*Problem description:* Lift every line from the entries that includes the word "BTreeSet".

(Dataset entries)
__________

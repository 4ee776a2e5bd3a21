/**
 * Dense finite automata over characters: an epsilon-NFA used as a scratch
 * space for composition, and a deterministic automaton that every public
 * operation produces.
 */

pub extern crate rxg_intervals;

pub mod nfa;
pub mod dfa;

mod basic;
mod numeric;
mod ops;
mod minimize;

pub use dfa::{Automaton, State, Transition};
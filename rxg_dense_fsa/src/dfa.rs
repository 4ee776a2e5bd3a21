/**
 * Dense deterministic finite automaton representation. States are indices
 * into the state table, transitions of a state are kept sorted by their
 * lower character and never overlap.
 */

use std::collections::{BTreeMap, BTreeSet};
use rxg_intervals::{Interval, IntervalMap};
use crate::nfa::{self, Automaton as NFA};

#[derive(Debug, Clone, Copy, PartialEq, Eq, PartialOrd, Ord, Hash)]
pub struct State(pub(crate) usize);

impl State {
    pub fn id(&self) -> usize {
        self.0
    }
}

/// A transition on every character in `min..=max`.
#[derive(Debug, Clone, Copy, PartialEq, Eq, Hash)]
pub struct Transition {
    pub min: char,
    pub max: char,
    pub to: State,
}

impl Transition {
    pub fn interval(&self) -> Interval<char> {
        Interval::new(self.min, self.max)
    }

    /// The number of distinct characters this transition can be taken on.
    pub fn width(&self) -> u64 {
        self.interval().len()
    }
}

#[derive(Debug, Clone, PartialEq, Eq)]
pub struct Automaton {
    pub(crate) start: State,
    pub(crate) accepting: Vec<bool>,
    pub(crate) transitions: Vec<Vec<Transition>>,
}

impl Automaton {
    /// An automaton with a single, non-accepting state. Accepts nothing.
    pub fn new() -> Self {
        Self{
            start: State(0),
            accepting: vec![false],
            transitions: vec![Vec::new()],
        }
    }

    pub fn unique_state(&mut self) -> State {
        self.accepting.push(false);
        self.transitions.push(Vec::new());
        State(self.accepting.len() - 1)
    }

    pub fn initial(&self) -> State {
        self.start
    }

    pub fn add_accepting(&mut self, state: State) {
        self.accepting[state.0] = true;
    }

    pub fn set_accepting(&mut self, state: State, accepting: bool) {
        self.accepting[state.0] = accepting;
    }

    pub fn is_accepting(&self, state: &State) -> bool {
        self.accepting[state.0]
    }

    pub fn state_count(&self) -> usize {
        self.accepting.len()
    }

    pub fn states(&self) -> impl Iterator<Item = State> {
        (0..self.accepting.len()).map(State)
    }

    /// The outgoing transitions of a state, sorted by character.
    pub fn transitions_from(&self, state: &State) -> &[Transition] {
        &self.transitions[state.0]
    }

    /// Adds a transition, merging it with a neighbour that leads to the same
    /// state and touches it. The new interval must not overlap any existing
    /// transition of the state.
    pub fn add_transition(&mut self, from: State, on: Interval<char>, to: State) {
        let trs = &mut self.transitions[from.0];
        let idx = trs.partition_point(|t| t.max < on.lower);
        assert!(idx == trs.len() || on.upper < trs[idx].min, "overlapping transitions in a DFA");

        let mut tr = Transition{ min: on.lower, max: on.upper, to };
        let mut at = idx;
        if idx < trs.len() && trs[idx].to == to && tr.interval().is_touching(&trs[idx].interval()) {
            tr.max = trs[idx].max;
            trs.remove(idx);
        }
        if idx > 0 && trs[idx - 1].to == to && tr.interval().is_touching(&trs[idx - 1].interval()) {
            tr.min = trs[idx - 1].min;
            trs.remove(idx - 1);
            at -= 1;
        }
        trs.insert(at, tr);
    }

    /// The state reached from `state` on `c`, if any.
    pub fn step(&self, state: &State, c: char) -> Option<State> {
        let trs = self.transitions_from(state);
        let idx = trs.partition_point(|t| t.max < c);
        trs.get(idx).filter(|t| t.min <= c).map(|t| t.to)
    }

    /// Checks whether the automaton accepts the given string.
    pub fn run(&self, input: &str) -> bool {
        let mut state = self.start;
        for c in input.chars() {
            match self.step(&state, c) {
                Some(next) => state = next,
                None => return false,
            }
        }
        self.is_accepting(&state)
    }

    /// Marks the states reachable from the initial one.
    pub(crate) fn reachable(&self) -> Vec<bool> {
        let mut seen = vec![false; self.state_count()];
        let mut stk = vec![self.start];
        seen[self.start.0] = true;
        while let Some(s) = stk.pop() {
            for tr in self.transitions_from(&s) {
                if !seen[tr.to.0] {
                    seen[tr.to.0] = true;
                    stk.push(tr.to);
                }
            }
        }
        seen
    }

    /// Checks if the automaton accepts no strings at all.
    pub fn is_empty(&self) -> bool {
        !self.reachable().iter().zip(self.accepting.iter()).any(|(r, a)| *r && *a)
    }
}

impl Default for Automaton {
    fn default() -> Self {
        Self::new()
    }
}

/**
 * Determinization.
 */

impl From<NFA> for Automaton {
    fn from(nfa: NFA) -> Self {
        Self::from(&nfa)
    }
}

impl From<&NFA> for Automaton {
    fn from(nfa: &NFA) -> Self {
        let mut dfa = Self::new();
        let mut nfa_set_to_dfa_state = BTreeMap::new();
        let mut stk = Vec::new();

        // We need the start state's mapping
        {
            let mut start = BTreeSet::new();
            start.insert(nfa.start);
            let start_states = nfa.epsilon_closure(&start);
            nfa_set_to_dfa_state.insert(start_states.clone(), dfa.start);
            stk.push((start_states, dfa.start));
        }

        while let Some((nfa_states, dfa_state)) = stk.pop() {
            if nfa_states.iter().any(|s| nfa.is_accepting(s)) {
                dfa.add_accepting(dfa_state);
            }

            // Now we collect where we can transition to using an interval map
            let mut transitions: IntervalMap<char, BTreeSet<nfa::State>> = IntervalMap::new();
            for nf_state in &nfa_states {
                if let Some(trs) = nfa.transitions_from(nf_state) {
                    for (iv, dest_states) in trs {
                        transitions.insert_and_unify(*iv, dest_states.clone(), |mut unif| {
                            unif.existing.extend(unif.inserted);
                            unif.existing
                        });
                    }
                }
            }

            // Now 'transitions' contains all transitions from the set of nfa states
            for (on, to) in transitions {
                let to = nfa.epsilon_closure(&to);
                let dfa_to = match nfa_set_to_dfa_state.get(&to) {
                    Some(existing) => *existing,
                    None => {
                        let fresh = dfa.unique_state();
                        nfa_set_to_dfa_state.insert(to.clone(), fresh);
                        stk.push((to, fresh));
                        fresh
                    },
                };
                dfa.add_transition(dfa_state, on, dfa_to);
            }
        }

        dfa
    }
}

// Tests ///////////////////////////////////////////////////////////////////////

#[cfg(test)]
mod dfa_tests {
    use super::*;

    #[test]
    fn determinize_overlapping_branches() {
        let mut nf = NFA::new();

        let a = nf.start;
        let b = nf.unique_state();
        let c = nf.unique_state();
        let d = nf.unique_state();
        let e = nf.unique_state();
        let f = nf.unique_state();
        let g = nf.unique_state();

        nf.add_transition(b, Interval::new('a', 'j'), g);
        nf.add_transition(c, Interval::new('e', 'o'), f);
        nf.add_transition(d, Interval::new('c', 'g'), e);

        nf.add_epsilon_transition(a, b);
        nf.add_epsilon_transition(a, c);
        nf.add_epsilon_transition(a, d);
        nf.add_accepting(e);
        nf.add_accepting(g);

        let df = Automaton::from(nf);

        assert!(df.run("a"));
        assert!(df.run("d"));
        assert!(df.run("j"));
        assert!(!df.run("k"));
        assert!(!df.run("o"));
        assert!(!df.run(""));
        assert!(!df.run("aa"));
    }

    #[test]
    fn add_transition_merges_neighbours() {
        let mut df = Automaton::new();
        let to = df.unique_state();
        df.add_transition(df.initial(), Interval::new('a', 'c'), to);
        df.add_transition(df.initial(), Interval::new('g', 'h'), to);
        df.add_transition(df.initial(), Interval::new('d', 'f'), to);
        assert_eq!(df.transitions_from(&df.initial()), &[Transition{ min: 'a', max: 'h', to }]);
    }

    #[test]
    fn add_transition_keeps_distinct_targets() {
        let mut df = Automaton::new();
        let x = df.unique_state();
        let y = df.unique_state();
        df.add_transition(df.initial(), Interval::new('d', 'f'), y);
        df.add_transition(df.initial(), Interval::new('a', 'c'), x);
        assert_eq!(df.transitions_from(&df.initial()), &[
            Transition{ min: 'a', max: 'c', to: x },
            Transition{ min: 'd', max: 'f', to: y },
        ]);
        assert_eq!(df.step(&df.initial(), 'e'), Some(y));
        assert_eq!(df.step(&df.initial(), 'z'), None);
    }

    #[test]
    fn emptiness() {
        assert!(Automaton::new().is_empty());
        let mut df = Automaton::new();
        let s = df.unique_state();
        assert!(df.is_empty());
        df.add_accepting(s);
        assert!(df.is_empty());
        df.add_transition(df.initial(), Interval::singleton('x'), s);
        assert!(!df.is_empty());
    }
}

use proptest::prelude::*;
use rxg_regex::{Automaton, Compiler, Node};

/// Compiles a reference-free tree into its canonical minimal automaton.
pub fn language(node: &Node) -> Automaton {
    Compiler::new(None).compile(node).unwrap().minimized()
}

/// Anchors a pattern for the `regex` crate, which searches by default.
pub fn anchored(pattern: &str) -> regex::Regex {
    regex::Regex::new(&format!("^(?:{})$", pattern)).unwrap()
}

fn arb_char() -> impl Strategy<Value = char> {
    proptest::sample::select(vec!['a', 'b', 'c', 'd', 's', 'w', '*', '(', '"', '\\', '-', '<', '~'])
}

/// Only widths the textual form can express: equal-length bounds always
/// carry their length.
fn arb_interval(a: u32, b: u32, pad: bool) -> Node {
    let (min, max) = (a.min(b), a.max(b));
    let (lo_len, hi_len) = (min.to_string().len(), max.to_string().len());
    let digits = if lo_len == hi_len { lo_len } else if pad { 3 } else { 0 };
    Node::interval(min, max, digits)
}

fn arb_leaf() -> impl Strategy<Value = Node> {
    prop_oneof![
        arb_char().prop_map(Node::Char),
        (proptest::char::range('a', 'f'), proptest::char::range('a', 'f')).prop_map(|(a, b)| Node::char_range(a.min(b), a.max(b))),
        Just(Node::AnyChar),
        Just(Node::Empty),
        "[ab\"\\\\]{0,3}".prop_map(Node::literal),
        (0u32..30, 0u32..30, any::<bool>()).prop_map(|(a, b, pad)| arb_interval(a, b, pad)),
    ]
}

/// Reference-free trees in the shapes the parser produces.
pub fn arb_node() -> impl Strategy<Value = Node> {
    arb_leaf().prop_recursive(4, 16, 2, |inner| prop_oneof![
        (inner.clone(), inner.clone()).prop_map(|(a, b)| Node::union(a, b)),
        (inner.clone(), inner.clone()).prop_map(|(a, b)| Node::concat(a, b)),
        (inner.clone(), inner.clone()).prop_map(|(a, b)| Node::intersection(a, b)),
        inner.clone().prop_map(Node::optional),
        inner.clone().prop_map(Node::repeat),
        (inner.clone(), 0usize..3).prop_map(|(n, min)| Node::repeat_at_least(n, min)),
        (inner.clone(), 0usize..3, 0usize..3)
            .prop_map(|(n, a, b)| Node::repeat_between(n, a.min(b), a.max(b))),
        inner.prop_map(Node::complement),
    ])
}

__________

*Response below:*
use std::collections::{BTreeMap, BTreeSet};
            let mut start = BTreeSet::new();
            let mut transitions: IntervalMap<char, BTreeSet<nfa::State>> = IntervalMap::new();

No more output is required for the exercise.